1. Big Data Architecture Overview
graph TB
subgraph Data Sources
A1[Databases]
A2[Logs]
A3[IoT]
A4[APIs]
end
subgraph Data Ingestion
B1[Kafka]
B2[Flume]
B3[Sqoop]
end
subgraph Storage
C1[HDFS]
C2[S3 / Object Storage]
C3[Data Lake Delta/Iceberg]
end
subgraph Compute
D1[Spark Batch Processing]
D2[Flink Stream Processing]
D3[Spark SQL]
end
subgraph Serving
E1[Data Warehouse Hive/BQ]
E2[OLAP ClickHouse]
E3[ML Pipeline]
E4[BI Dashboards]
end
A1 & A2 & A3 & A4 --> B1 & B2 & B3
B1 & B2 & B3 --> C1 & C2 & C3
C1 & C2 & C3 --> D1 & D2 & D3
D1 & D2 & D3 --> E1 & E2 & E3 & E4
2. Hadoop Ecosystem
2.1 HDFS (Hadoop Distributed File System)

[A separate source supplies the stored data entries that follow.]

//! Reference data: doctors and rooms.
//!
//! Supplied from outside the core and never mutated by it.

use serde::{Deserialize, Serialize};

/// An attending doctor.
#[derive(Debug, Clone, Serialize, Deserialize, PartialEq, Eq)]
pub struct Doctor {
    pub id: String,
    /// Display name; this is the value a doctor selection stores
    pub nama: String,
    /// Specialty (e.g., "Kardiologi")
    pub spesialisasi: String,
}

impl Doctor {
    pub fn new(id: &str, nama: &str, spesialisasi: &str) -> Self {
        Self {
            id: id.into(),
            nama: nama.into(),
            spesialisasi: spesialisasi.into(),
        }
    }

    /// Option label as shown in the doctor picker.
    pub fn label(&self) -> String {
        format!("{} - {}", self.nama, self.spesialisasi)
    }
}

/// An inpatient room.
#[derive(Debug, Clone, Serialize, Deserialize, PartialEq, Eq)]
pub struct Room {
    pub id: String,
    /// Room number; this is the value a room selection stores
    pub nomor: String,
    /// Class/tier (e.g., "Kelas 1", "VIP")
    pub kelas: String,
    /// Whether the room can take a new admission
    pub tersedia: bool,
}

impl Room {
    pub fn new(id: &str, nomor: &str, kelas: &str, tersedia: bool) -> Self {
        Self {
            id: id.into(),
            nomor: nomor.into(),
            kelas: kelas.into(),
            tersedia,
        }
    }

    /// Option label as shown in the room picker.
    pub fn label(&self) -> String {
        format!("{} - {}", self.nomor, self.kelas)
    }
}

/// Read-only doctor and room lists.
#[derive(Debug, Clone, Serialize, Deserialize, PartialEq, Eq, Default)]
pub struct ReferenceData {
    pub doctors: Vec<Doctor>,
    pub rooms: Vec<Room>,
}

impl ReferenceData {
    /// Built-in demo lists used when the host supplies nothing else.
    pub fn builtin() -> Self {
        Self {
            doctors: vec![
                Doctor::new("1", "dr. Sarah Wijaya", "Penyakit Dalam"),
                Doctor::new("2", "dr. Budi Santoso", "Kardiologi"),
                Doctor::new("3", "dr. Rina Kartika", "Bedah Umum"),
                Doctor::new("4", "dr. Ahmad Hidayat", "Neurologi"),
            ],
            rooms: vec![
                Room::new("1", "301", "Kelas 1", true),
                Room::new("2", "302", "Kelas 1", true),
                Room::new("3", "VIP-01", "VIP", true),
                Room::new("4", "VIP-02", "VIP", false),
                Room::new("5", "201", "Kelas 2", true),
                Room::new("6", "202", "Kelas 2", true),
            ],
        }
    }

    /// Parse reference data from JSON (`{"doctors": [...], "rooms": [...]}`).
    pub fn from_json(json: &str) -> Result<Self, serde_json::Error> {
        serde_json::from_str(json)
    }

    /// Rooms currently marked available, in reference order.
    pub fn available_rooms(&self) -> impl Iterator<Item = &Room> {
        self.rooms.iter().filter(|room| room.tersedia)
    }

    pub fn available_room_count(&self) -> usize {
        self.available_rooms().count()
    }

    pub fn find_doctor(&self, nama: &str) -> Option<&Doctor> {
        self.doctors.iter().find(|d| d.nama == nama)
    }

    pub fn find_room(&self, nomor: &str) -> Option<&Room> {
        self.rooms.iter().find(|r| r.nomor == nomor)
    }

    /// Caption under the room picker.
    pub fn room_availability_caption(&self) -> String {
        format!(
            "Tersedia {} ruangan dari {} total ruangan",
            self.available_room_count(),
            self.rooms.len()
        )
    }
}

#[cfg(test)]
mod tests {
    use super::*;

    #[test]
    fn test_builtin_counts() {
        let data = ReferenceData::builtin();
        assert_eq!(data.doctors.len(), 4);
        assert_eq!(data.rooms.len(), 6);
        assert_eq!(data.available_room_count(), 5);
        assert_eq!(
            data.room_availability_caption(),
            "Tersedia 5 ruangan dari 6 total ruangan"
        );
    }

    #[test]
    fn test_available_rooms_skip_occupied() {
        let data = ReferenceData::builtin();
        assert!(data.available_rooms().all(|r| r.nomor != "VIP-02"));
        assert!(data.find_room("VIP-02").is_some());
    }

    #[test]
    fn test_labels() {
        let data = ReferenceData::builtin();
        assert_eq!(data.doctors[1].label(), "dr. Budi Santoso - Kardiologi");
        assert_eq!(data.rooms[2].label(), "VIP-01 - VIP");
    }

    #[test]
    fn test_from_json() {
        let json = r#"{
            "doctors": [{"id": "9", "nama": "dr. Lina", "spesialisasi": "Anak"}],
            "rooms": [{"id": "1", "nomor": "101", "kelas": "Kelas 3", "tersedia": false}]
        }"#;
        let data = ReferenceData::from_json(json).unwrap();
        assert_eq!(data.find_doctor("dr. Lina").unwrap().id, "9");
        assert_eq!(data.available_room_count(), 0);
    }
}
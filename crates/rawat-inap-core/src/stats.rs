//! Aggregate counts for the ward and landing pages.

use serde::Serialize;

use crate::models::{HisModule, PatientStatus, ReferenceData};
use crate::store::PatientStore;

/// Quick stats under the inpatient roster.
#[derive(Debug, Clone, Copy, Serialize, PartialEq, Eq)]
pub struct WardStats {
    pub total_patients: usize,
    pub active_patients: usize,
    pub available_rooms: usize,
    pub total_rooms: usize,
}

impl WardStats {
    pub fn compute(store: &PatientStore, reference: &ReferenceData) -> Self {
        Self {
            total_patients: store.len(),
            active_patients: store.count_by_status(PatientStatus::Aktif),
            available_rooms: reference.available_room_count(),
            total_rooms: reference.rooms.len(),
        }
    }
}

/// System overview on the landing page.
#[derive(Debug, Clone, Copy, Serialize, PartialEq, Eq)]
pub struct SystemStats {
    pub active_modules: usize,
    pub inpatients: usize,
    pub doctors: usize,
    pub total_rooms: usize,
}

impl SystemStats {
    pub fn compute(modules: &[HisModule], store: &PatientStore, reference: &ReferenceData) -> Self {
        Self {
            active_modules: modules.iter().filter(|m| m.enabled).count(),
            inpatients: store.count_by_status(PatientStatus::Aktif),
            doctors: reference.doctors.len(),
            total_rooms: reference.rooms.len(),
        }
    }
}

A distributed file system optimized for large files:
NameNode (master node)
- Manages file system metadata (file → block mapping)
- Does not store actual data
DataNode (data nodes)
- Stores actual data blocks
- Default block size 128MB
- Default 3 replicas
File "logs.csv" (512MB):
Block 1 (128MB) → DataNode 1, 3, 5
Block 2 (128MB) → DataNode 2, 4, 6
Block 3 (128MB) → DataNode 1, 4, 5
Block 4 (128MB) → DataNode 2, 3, 6
2.2 MapReduce
The classic distributed computing model:
Input Data
│
▼ Split
[Split 1] [Split 2] [Split 3]
│ │ │
▼ Map ▼ Map ▼ Map
(k1,v1) (k2,v2) (k1,v3)
│ │ │
▼ Shuffle & Sort
[k1: v1,v3] [k2: v2]
│ │
▼ Reduce ▼ Reduce
(k1, result1) (k2, result2)
WordCount Example:
# Map: document → (word, 1)
def mapper(document):
for word in document.split():
emit(word, 1)
# Reduce: (word, [1,1,1,...]) → (word, count)

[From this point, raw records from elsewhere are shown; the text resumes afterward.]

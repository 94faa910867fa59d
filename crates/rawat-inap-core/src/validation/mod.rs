//! Admission draft validation.
//!
//! Every rule is evaluated independently so that all field errors surface at
//! once. Validation is pure and never fails; an empty [`ValidationErrors`]
//! means the draft may be submitted.

mod errors;

pub use errors::*;

use chrono::NaiveDate;

use crate::models::{PatientDraft, ReferenceData};

/// Minimum trimmed length of a patient name.
pub const MIN_NAMA_LEN: usize = 3;
/// Minimum trimmed length of an admission diagnosis.
pub const MIN_DIAGNOSA_LEN: usize = 5;
/// Exact number of digits in a NIK.
pub const NIK_LEN: usize = 16;

/// Validator for admission drafts.
///
/// In strict mode the doctor and room selections are also checked against
/// the reference data; otherwise only their presence is required.
pub struct AdmissionValidator<'a> {
    reference: &'a ReferenceData,
    strict: bool,
}

impl<'a> AdmissionValidator<'a> {
    pub fn new(reference: &'a ReferenceData) -> Self {
        Self {
            reference,
            strict: false,
        }
    }

    pub fn strict(mut self, strict: bool) -> Self {
        self.strict = strict;
        self
    }

    /// Validate a draft as of `today`.
    pub fn validate(&self, draft: &PatientDraft, today: NaiveDate) -> ValidationErrors {
        let mut errors = validate_draft(draft, today);

        if self.strict {
            let doctor = draft.dokter_penanggung_jawab.as_str();
            if !doctor.is_empty() && self.reference.find_doctor(doctor).is_none() {
                errors.insert(DraftField::DokterPenanggungJawab, "Dokter tidak terdaftar");
            }

            let room = draft.ruangan.as_str();
            let available = self
                .reference
                .available_rooms()
                .any(|r| r.nomor == room);
            if !room.is_empty() && !available {
                errors.insert(DraftField::Ruangan, "Ruangan tidak tersedia");
            }
        }

        errors
    }
}

/// Current local calendar day.
pub fn today() -> NaiveDate {
    chrono::Local::now().date_naive()
}

/// Validate the shape of a draft without consulting reference data.
pub fn validate_draft(draft: &PatientDraft, today: NaiveDate) -> ValidationErrors {
    let mut errors = ValidationErrors::new();

    let nama = draft.nama.trim();
    if nama.is_empty() {
        errors.insert(DraftField::Nama, "Nama wajib diisi");
    } else if nama.chars().count() < MIN_NAMA_LEN {
        errors.insert(DraftField::Nama, "Nama minimal 3 karakter");
    }

    let nik = draft.nik.trim();
    if nik.is_empty() {
        errors.insert(DraftField::Nik, "NIK wajib diisi");
    } else if !is_valid_nik(nik) {
        errors.insert(DraftField::Nik, "NIK harus 16 digit angka");
    }

    let diagnosa = draft.diagnosa_masuk.trim();
    if diagnosa.is_empty() {
        errors.insert(DraftField::DiagnosaMasuk, "Diagnosa masuk wajib diisi");
    } else if diagnosa.chars().count() < MIN_DIAGNOSA_LEN {
        errors.insert(DraftField::DiagnosaMasuk, "Diagnosa minimal 5 karakter");
    }

    if draft.tanggal_masuk.trim().is_empty() {
        errors.insert(DraftField::TanggalMasuk, "Tanggal masuk wajib diisi");
    } else {
        match draft.parsed_tanggal_masuk() {
            None => errors.insert(DraftField::TanggalMasuk, "Format tanggal masuk tidak valid"),
            Some(date) if date < today => {
                errors.insert(DraftField::TanggalMasuk, "Tanggal masuk tidak boleh di masa lalu")
            }
            Some(_) => {}
        }
    }

    if draft.dokter_penanggung_jawab.is_empty() {
        errors.insert(
            DraftField::DokterPenanggungJawab,
            "Dokter penanggung jawab wajib dipilih",
        );
    }

    if draft.ruangan.is_empty() {
        errors.insert(DraftField::Ruangan, "Ruangan wajib dipilih");
    }

    errors
}

/// Exactly [`NIK_LEN`] ASCII digits.
pub fn is_valid_nik(nik: &str) -> bool {
    nik.len() == NIK_LEN && nik.bytes().all(|b| b.is_ascii_digit())
}

#[cfg(test)]
mod tests {
    use super::*;

    fn today() -> NaiveDate {
        NaiveDate::from_ymd_opt(2026, 10, 17).unwrap()
    }

    fn valid_draft() -> PatientDraft {
        PatientDraft {
            nama: "Siti Aminah".into(),
            nik: "3174012345678901".into(),
            diagnosa_masuk: "Demam berdarah dengue".into(),
            tanggal_masuk: "2026-10-17".into(),
            dokter_penanggung_jawab: "dr. Sarah Wijaya".into(),
            ruangan: "301".into(),
        }
    }

    #[test]
    fn test_valid_draft_has_no_errors() {
        let errors = validate_draft(&valid_draft(), today());
        assert!(errors.is_empty(), "unexpected errors: {:?}", errors);
    }

    #[test]
    fn test_all_six_errors_surface_together() {
        let draft = PatientDraft {
            nama: "Jo".into(),
            nik: "123".into(),
            diagnosa_masuk: "flu".into(),
            tanggal_masuk: "2026-10-16".into(),
            dokter_penanggung_jawab: String::new(),
            ruangan: String::new(),
        };
        let errors = validate_draft(&draft, today());
        assert_eq!(errors.len(), 6);
        assert_eq!(errors.get(DraftField::Nama), Some("Nama minimal 3 karakter"));
        assert_eq!(errors.get(DraftField::Nik), Some("NIK harus 16 digit angka"));
        assert_eq!(
            errors.get(DraftField::DiagnosaMasuk),
            Some("Diagnosa minimal 5 karakter")
        );
        assert_eq!(
            errors.get(DraftField::TanggalMasuk),
            Some("Tanggal masuk tidak boleh di masa lalu")
        );
        assert!(errors.contains(DraftField::DokterPenanggungJawab));
        assert!(errors.contains(DraftField::Ruangan));
    }

    #[test]
    fn test_required_messages() {
        let draft = PatientDraft::default();
        let errors = validate_draft(&draft, today());
        assert_eq!(errors.get(DraftField::Nama), Some("Nama wajib diisi"));
        assert_eq!(errors.get(DraftField::Nik), Some("NIK wajib diisi"));
        assert_eq!(
            errors.get(DraftField::DiagnosaMasuk),
            Some("Diagnosa masuk wajib diisi")
        );
        assert_eq!(
            errors.get(DraftField::TanggalMasuk),
            Some("Tanggal masuk wajib diisi")
        );
    }

    #[test]
    fn test_whitespace_only_name_is_missing() {
        let mut draft = valid_draft();
        draft.nama = "    ".into();
        let errors = validate_draft(&draft, today());
        assert_eq!(errors.get(DraftField::Nama), Some("Nama wajib diisi"));
    }

    #[test]
    fn test_name_length_counts_trimmed_chars() {
        let mut draft = valid_draft();
        draft.nama = "  Ani  ".into();
        assert!(validate_draft(&draft, today()).is_empty());

        draft.nama = " Al ".into();
        assert!(validate_draft(&draft, today()).contains(DraftField::Nama));
    }

    #[test]
    fn test_nik_rules() {
        assert!(is_valid_nik("3174012345678901"));
        assert!(!is_valid_nik("317401234567890"));
        assert!(!is_valid_nik("31740123456789012"));
        assert!(!is_valid_nik("31740123456789O1"));
        assert!(!is_valid_nik("３１７４０１２３４５６７８９０１"));

        let mut draft = valid_draft();
        draft.nik = " 3174012345678901 ".into();
        assert!(validate_draft(&draft, today()).is_empty());
    }

    #[test]
    fn test_admission_date_today_and_future_allowed() {
        let mut draft = valid_draft();
        draft.tanggal_masuk = "2026-12-01".into();
        assert!(validate_draft(&draft, today()).is_empty());
    }

    #[test]
    fn test_admission_date_bad_format() {
        let mut draft = valid_draft();
        draft.tanggal_masuk = "besok".into();
        let errors = validate_draft(&draft, today());
        assert_eq!(
            errors.get(DraftField::TanggalMasuk),
            Some("Format tanggal masuk tidak valid")
        );
    }

    #[test]
    fn test_strict_mode_checks_reference() {
        let reference = ReferenceData::builtin();
        let validator = AdmissionValidator::new(&reference).strict(true);

        assert!(validator.validate(&valid_draft(), today()).is_empty());

        let mut draft = valid_draft();
        draft.dokter_penanggung_jawab = "dr. Tidak Ada".into();
        draft.ruangan = "VIP-02".into();
        let errors = validator.validate(&draft, today());
        assert_eq!(
            errors.get(DraftField::DokterPenanggungJawab),
            Some("Dokter tidak terdaftar")
        );
        assert_eq!(errors.get(DraftField::Ruangan), Some("Ruangan tidak tersedia"));
    }

    #[test]
    fn test_lenient_mode_ignores_reference() {
        let reference = ReferenceData::builtin();
        let validator = AdmissionValidator::new(&reference);

        let mut draft = valid_draft();
        draft.ruangan = "VIP-02".into();
        assert!(validator.validate(&draft, today()).is_empty());
    }
}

def reducer(word, counts):
emit(word, sum(counts))
2.3 YARN (Yet Another Resource Negotiator)
Hadoop's resource manager:
| Component | Responsibility |
|---|---|
| ResourceManager | Cluster resource allocation |
| NodeManager | Single-node resource management |
| ApplicationMaster | Resource coordination for a single application |
| Container | Resource allocation unit (CPU + memory) |
3. Apache Spark
Spark is MapReduce's successor, achieving 10-100x speedup through in-memory computation.
3.1 Core Concepts
| Concept | Description |
|---|---|
| RDD | Resilient Distributed Dataset, foundational abstraction |
| DataFrame | Distributed table with schema (recommended) |
| Dataset | Type-safe DataFrame (Scala/Java) |
| Transformation | Lazy operations (map, filter, join) |
| Action | Triggers computation (collect, count, save) |
3.2 DataFrame Operations
from pyspark.sql import SparkSession
from pyspark.sql import functions as F
spark = SparkSession.builder \
.appName("DataAnalysis") \
.config("spark.sql.shuffle.partitions", 200) \
.getOrCreate()
# Read data
df = spark.read.parquet("s3://bucket/data/")
# Transformations
result = (df
.filter(F.col("age") >= 18)
.withColumn("income_level",
F.when(F.col("income") > 100000, "high")
.when(F.col("income") > 50000, "medium")
.otherwise("low"))
.groupBy("city", "income_level")
.agg(
F.count("*").alias("count"),
F.avg("income").alias("avg_income"),
F.percentile_approx("income", 0.5).alias("median_income")
)
.orderBy(F.desc("count"))
)
result.show()
result.write.parquet("s3://bucket/output/")
3.3 Spark SQL
df.createOrReplaceTempView("users")
result = spark.sql("""
SELECT
city,
COUNT(*) as user_count,
AVG(income) as avg_income,
PERCENTILE(income, 0.5) as median_income
FROM users
WHERE age >= 18
GROUP BY city
HAVING COUNT(*) > 100
ORDER BY avg_income DESC
""")
3.4 Spark MLlib
from pyspark.ml import Pipeline
from pyspark.ml.feature import VectorAssembler, StandardScaler
from pyspark.ml.classification import RandomForestClassifier
from pyspark.ml.evaluation import BinaryClassificationEvaluator
# Feature processing pipeline
assembler = VectorAssembler(inputCols=feature_cols, outputCol="features_raw")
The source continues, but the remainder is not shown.